No Marxist will forget, however, that capitalism is progressive compared with feudalism, and that imperialism is progressive compared with pre-monopoly capitalism. Hence, it is not every struggle against imperialism that we should support.  We will not support a struggle of the reactionary classes against imperialism; we will not support an uprising of the reactionary classes against imperialism and capitalism.

Spencer A. Leonard:

‎@Doug – What’s more telling is that after 2 years you still can’t bring yourself to articulate this piece’s theme, however well or poorly expressed: That Hitchens’ break with the “left” was at least instructive of the wretched condition (not just weakness!) of that left.  I placed that decline in a historical frame stretching back to the 1960s at the very least. Doug’s invocation of what’s “progressive” persuades me that I ought to have pushed it back to the original draft of the 1960s, namely the 1930s, since we have the New Left (and Doug Henwood) to thank for extending the currency (as more than just words) of such Stalinoid concepts as “progressive.”  The only thing different is that, at this point, these faint echoes of a Left that was are scarcely sufficient anymore to provoke anyone to such much as interest themselves in investigating that history, much less to discover how and why it keeps happening to them.

Doug Henwood:

I never thought I’d say this, but: Next to this stuff, give me Stalin.

Ross Wolfe:

Yeah, Doug, I also don’t know why you hold such a grudge against people like Hitchens when you’re close buddies with Louis Proyect, a self-described “solid supporter” of the miserable Venezuelan petro-dictatorship of Chávez — the “postmodern Bonapartist” — and the repressive regime of lifelong strongman Fidel Castro in Cuba.  Come to think of it, you’re also fairly chummy with Tariq Ali, another thinker who includes backwater authoritarian hellholes like Cuba and Venezuela (along with that third great bastion of proletarian revolution, Bolivia) as part of his “Axis of Hope.”  Castro and Chávez, outspoken supporters for Gaddafi to the bitter end.  If countries like these, along with Bolivia, are the only hope remaining for the Left, I think it’s fair to say that the it has failed in carrying out its revolutionary and world-historical mandate.
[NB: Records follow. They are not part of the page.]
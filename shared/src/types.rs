use serde::{Deserialize, Serialize};
use std::fmt;

/// Marker the peer uses for "no time recorded" in lap and split fields
pub const NO_TIME: i32 = i32::MAX;

#[derive(Debug, Clone, Copy, Default, PartialEq, Eq, Hash, Serialize, Deserialize)]
pub enum SessionType {
    Practice,
    Qualifying,
    Superpole,
    Race,
    Hotlap,
    Hotstint,
    HotlapSuperpole,
    Replay,
    TimeAttack,
    Drift,
    Drag,
    #[default]
    Unknown,
}

impl SessionType {
    /// Broadcasting protocol numbering
    pub fn from_wire(value: u8) -> Self {
        match value {
            0 => SessionType::Practice,
            4 => SessionType::Qualifying,
            9 => SessionType::Superpole,
            10 => SessionType::Race,
            11 => SessionType::Hotlap,
            12 => SessionType::Hotstint,
            13 => SessionType::HotlapSuperpole,
            14 => SessionType::Replay,
            _ => SessionType::Unknown,
        }
    }

    pub fn to_wire(self) -> u8 {
        match self {
            SessionType::Practice => 0,
            SessionType::Qualifying => 4,
            SessionType::Superpole => 9,
            SessionType::Race => 10,
            SessionType::Hotlap => 11,
            SessionType::Hotstint => 12,
            SessionType::HotlapSuperpole => 13,
            SessionType::Replay => 14,
            SessionType::TimeAttack
            | SessionType::Drift
            | SessionType::Drag
            | SessionType::Unknown => 255,
        }
    }

    /// Shared-memory graphics page numbering, which differs from the wire one
    pub fn from_shared_memory(value: i32) -> Self {
        match value {
            0 => SessionType::Practice,
            1 => SessionType::Qualifying,
            2 => SessionType::Race,
            3 => SessionType::Hotlap,
            4 => SessionType::TimeAttack,
            5 => SessionType::Drift,
            6 => SessionType::Drag,
            7 => SessionType::Hotstint,
            8 => SessionType::HotlapSuperpole,
            _ => SessionType::Unknown,
        }
    }

    pub fn to_shared_memory(self) -> i32 {
        match self {
            SessionType::Practice => 0,
            SessionType::Qualifying => 1,
            SessionType::Race => 2,
            SessionType::Hotlap => 3,
            SessionType::TimeAttack => 4,
            SessionType::Drift => 5,
            SessionType::Drag => 6,
            SessionType::Hotstint => 7,
            SessionType::HotlapSuperpole => 8,
            SessionType::Superpole | SessionType::Replay | SessionType::Unknown => -1,
        }
    }

    pub fn label(self) -> &'static str {
        match self {
            SessionType::Practice => "Practice",
            SessionType::Qualifying => "Qualifying",
            SessionType::Superpole => "Superpole",
            SessionType::Race => "Race",
            SessionType::Hotlap => "Hotlap",
            SessionType::Hotstint => "Hotstint",
            SessionType::HotlapSuperpole => "HotlapSuperpole",
            SessionType::Replay => "Replay",
            SessionType::TimeAttack => "TimeAttack",
            SessionType::Drift => "Drift",
            SessionType::Drag => "Drag",
            SessionType::Unknown => "Unknown",
        }
    }
}

impl fmt::Display for SessionType {
    fn fmt(&self, f: &mut fmt::Formatter<'_>) -> fmt::Result {
        f.write_str(self.label())
    }
}

/// Sub-state of a session as reported by the remote peer
#[derive(Debug, Clone, Copy, PartialEq, Eq, Hash, Serialize, Deserialize)]
pub enum SessionPhase {
    None,
    Starting,
    PreFormation,
    FormationLap,
    PreSession,
    Session,
    SessionOver,
    PostSession,
    ResultUi,
}

impl SessionPhase {
    pub fn from_wire(value: u8) -> Self {
        match value {
            1 => SessionPhase::Starting,
            2 => SessionPhase::PreFormation,
            3 => SessionPhase::FormationLap,
            4 => SessionPhase::PreSession,
            5 => SessionPhase::Session,
            6 => SessionPhase::SessionOver,
            7 => SessionPhase::PostSession,
            8 => SessionPhase::ResultUi,
            _ => SessionPhase::None,
        }
    }

    pub fn to_wire(self) -> u8 {
        match self {
            SessionPhase::None => 0,
            SessionPhase::Starting => 1,
            SessionPhase::PreFormation => 2,
            SessionPhase::FormationLap => 3,
            SessionPhase::PreSession => 4,
            SessionPhase::Session => 5,
            SessionPhase::SessionOver => 6,
            SessionPhase::PostSession => 7,
            SessionPhase::ResultUi => 8,
        }
    }

    /// True while cars can be on track
    pub fn is_active(self) -> bool {
        matches!(
            self,
            SessionPhase::Starting
                | SessionPhase::PreFormation
                | SessionPhase::FormationLap
                | SessionPhase::PreSession
                | SessionPhase::Session
                | SessionPhase::SessionOver
        )
    }
}

/// Where a car is; `None` means not on the circuit at all (garage/menus)
#[derive(Debug, Clone, Copy, PartialEq, Eq, Hash, Serialize, Deserialize)]
pub enum CarLocation {
    None,
    Track,
    Pitlane,
    PitEntry,
    PitExit,
}

impl CarLocation {
    pub fn from_wire(value: u8) -> Self {
        match value {
            1 => CarLocation::Track,
            2 => CarLocation::Pitlane,
            3 => CarLocation::PitEntry,
            4 => CarLocation::PitExit,
            _ => CarLocation::None,
        }
    }

    pub fn to_wire(self) -> u8 {
        match self {
            CarLocation::None => 0,
            CarLocation::Track => 1,
            CarLocation::Pitlane => 2,
            CarLocation::PitEntry => 3,
            CarLocation::PitExit => 4,
        }
    }

    pub fn in_pits(self) -> bool {
        matches!(
            self,
            CarLocation::Pitlane | CarLocation::PitEntry | CarLocation::PitExit
        )
    }
}

/// Status flag published in the shared-memory graphics page
#[derive(Debug, Clone, Copy, Default, PartialEq, Eq, Hash, Serialize, Deserialize)]
pub enum GameStatus {
    #[default]
    Off,
    Replay,
    Live,
    Pause,
}

impl GameStatus {
    pub fn from_shared_memory(value: i32) -> Self {
        match value {
            1 => GameStatus::Replay,
            2 => GameStatus::Live,
            3 => GameStatus::Pause,
            _ => GameStatus::Off,
        }
    }

    pub fn to_shared_memory(self) -> i32 {
        match self {
            GameStatus::Off => 0,
            GameStatus::Replay => 1,
            GameStatus::Live => 2,
            GameStatus::Pause => 3,
        }
    }
}

#[derive(Debug, Clone, Copy, PartialEq, Eq, Hash, Serialize, Deserialize)]
pub enum BroadcastingEventType {
    None,
    GreenFlag,
    SessionOver,
    PenaltyCommMsg,
    Accident,
    LapCompleted,
    BestSessionLap,
    BestPersonalLap,
}

impl BroadcastingEventType {
    pub fn from_wire(value: u8) -> Self {
        match value {
            1 => BroadcastingEventType::GreenFlag,
            2 => BroadcastingEventType::SessionOver,
            3 => BroadcastingEventType::PenaltyCommMsg,
            4 => BroadcastingEventType::Accident,
            5 => BroadcastingEventType::LapCompleted,
            6 => BroadcastingEventType::BestSessionLap,
            7 => BroadcastingEventType::BestPersonalLap,
            _ => BroadcastingEventType::None,
        }
    }

    pub fn to_wire(self) -> u8 {
        match self {
            BroadcastingEventType::None => 0,
            BroadcastingEventType::GreenFlag => 1,
            BroadcastingEventType::SessionOver => 2,
            BroadcastingEventType::PenaltyCommMsg => 3,
            BroadcastingEventType::Accident => 4,
            BroadcastingEventType::LapCompleted => 5,
            BroadcastingEventType::BestSessionLap => 6,
            BroadcastingEventType::BestPersonalLap => 7,
        }
    }
}

/// One lap as reported by the peer. `None` times were sent as [`NO_TIME`].
#[derive(Debug, Clone, Default, PartialEq, Serialize, Deserialize)]
pub struct LapInfo {
    pub lap_time_ms: Option<i32>,
    pub car_index: u16,
    pub driver_index: u16,
    pub splits: Vec<Option<i32>>,
    pub is_invalid: bool,
    pub is_valid_for_best: bool,
    pub is_out_lap: bool,
    pub is_in_lap: bool,
}

#[derive(Debug, Clone, Default, PartialEq, Serialize, Deserialize)]
pub struct DriverInfo {
    pub first_name: String,
    pub last_name: String,
    pub short_name: String,
    pub category: u8,
    pub nationality: u16,
}

impl DriverInfo {
    /// "First Last", or the short name when both are blank
    pub fn display_name(&self) -> String {
        let full = format!("{} {}", self.first_name, self.last_name);
        let full = full.trim();
        if full.is_empty() {
            self.short_name.clone()
        } else {
            full.to_string()
        }
    }
}

/// Static identity of one car, sent once per car after an entry-list request
#[derive(Debug, Clone, Default, PartialEq, Serialize, Deserialize)]
pub struct CarInfo {
    pub car_index: u16,
    pub car_model: u8,
    pub team_name: String,
    pub race_number: i32,
    pub cup_category: u8,
    pub current_driver_index: u8,
    pub nationality: u16,
    pub drivers: Vec<DriverInfo>,
}

#[derive(Debug, Clone, PartialEq, Serialize, Deserialize)]
pub struct RealtimeCarUpdate {
    pub car_index: u16,
    pub driver_index: u16,
    pub driver_count: u8,
    /// -1 reverse, 0 neutral, 1.. forward gears
    pub gear: i8,
    pub world_pos_x: f32,
    pub world_pos_y: f32,
    pub yaw: f32,
    pub location: CarLocation,
    pub kmh: u16,
    pub position: u16,
    pub cup_position: u16,
    pub track_position: u16,
    pub spline_position: f32,
    pub laps: u16,
    pub delta_ms: i32,
    pub best_session_lap: LapInfo,
    pub last_lap: LapInfo,
    pub current_lap: LapInfo,
}

#[derive(Debug, Clone, Default, PartialEq, Serialize, Deserialize)]
pub struct Weather {
    pub ambient_temp: u8,
    pub track_temp: u8,
    /// 0.0 - 1.0
    pub cloud_cover: f32,
    /// 0.0 - 1.0
    pub rain_level: f32,
    /// 0.0 - 1.0
    pub wetness: f32,
}

#[derive(Debug, Clone, Copy, PartialEq, Serialize, Deserialize)]
pub struct ReplayInfo {
    pub session_time: f32,
    pub remaining_time: f32,
}

/// Session-level state from a `RealtimeUpdate`. Always replaced wholesale.
#[derive(Debug, Clone, PartialEq, Serialize, Deserialize)]
pub struct SessionInfo {
    pub event_index: u16,
    pub session_index: u16,
    pub session_type: SessionType,
    pub phase: SessionPhase,
    pub session_time_ms: f32,
    pub remaining_time_ms: f32,
    pub focused_car_index: i32,
    pub active_camera_set: String,
    pub active_camera: String,
    pub hud_page: String,
    pub replay: Option<ReplayInfo>,
    pub time_of_day: f32,
    pub weather: Weather,
    pub best_session_lap: LapInfo,
}

#[derive(Debug, Clone, Default, PartialEq, Serialize, Deserialize)]
pub struct CameraSet {
    pub name: String,
    pub cameras: Vec<String>,
}

#[derive(Debug, Clone, Default, PartialEq, Serialize, Deserialize)]
pub struct TrackData {
    pub connection_id: i32,
    pub track_name: String,
    pub track_id: i32,
    pub length_meters: i32,
    pub camera_sets: Vec<CameraSet>,
    pub hud_pages: Vec<String>,
}

/// Incident/penalty style notification; forwarded, never stored
#[derive(Debug, Clone, PartialEq, Serialize, Deserialize)]
pub struct BroadcastingEvent {
    pub kind: BroadcastingEventType,
    pub message: String,
    pub time_ms: i32,
    pub car_index: i32,
}

#[derive(Debug, Clone, PartialEq, Serialize, Deserialize)]
pub struct RegistrationResult {
    pub connection_id: i32,
    pub success: bool,
    pub is_read_only: bool,
    pub error_message: String,
}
How you find these political beliefs somehow more justifiable, tolerable, or even understandable than Platypus’ critical position vis–à–vis the existing Left (to my knowledge, none of our members have at any time supported the invasion of Iraq or Afghanistan) will always be a mystery to me.

Despite these unfortunate personal associations, however, I continue to admire your writing and certain of your contributions to the anti-war discourse of the past ten years or so.  It’s unfortunate that you still refuse to engage with Platypus, since it still seems to me that your own political beliefs are far closer to some of those entertained by our members than they are to, say, Proyect’s.

Ross Wolfe:

I never pegged you for a Stalinist, Doug.  But I suppose it makes sense.  Abandoning criticism, you fall back on the most plebian, garden-variety sort of dogmatism.

While I realize that you’ll probably say that you’re joking, the mere fact that you’re willing to peddle this schoolboy shit in order to avoid engaging in open political dialogue is telling.  I present you with an unambiguous statement from Lenin regarding the Left’s justified apathy when it comes to reactionary anti-imperialism, and you prefer to sidestep it because it doesn’t fit neatly into your prefabricated categories of heroic third-world “resistance” against U.S. military chauvinism (though I don’t deny for one moment that it is chauvinism).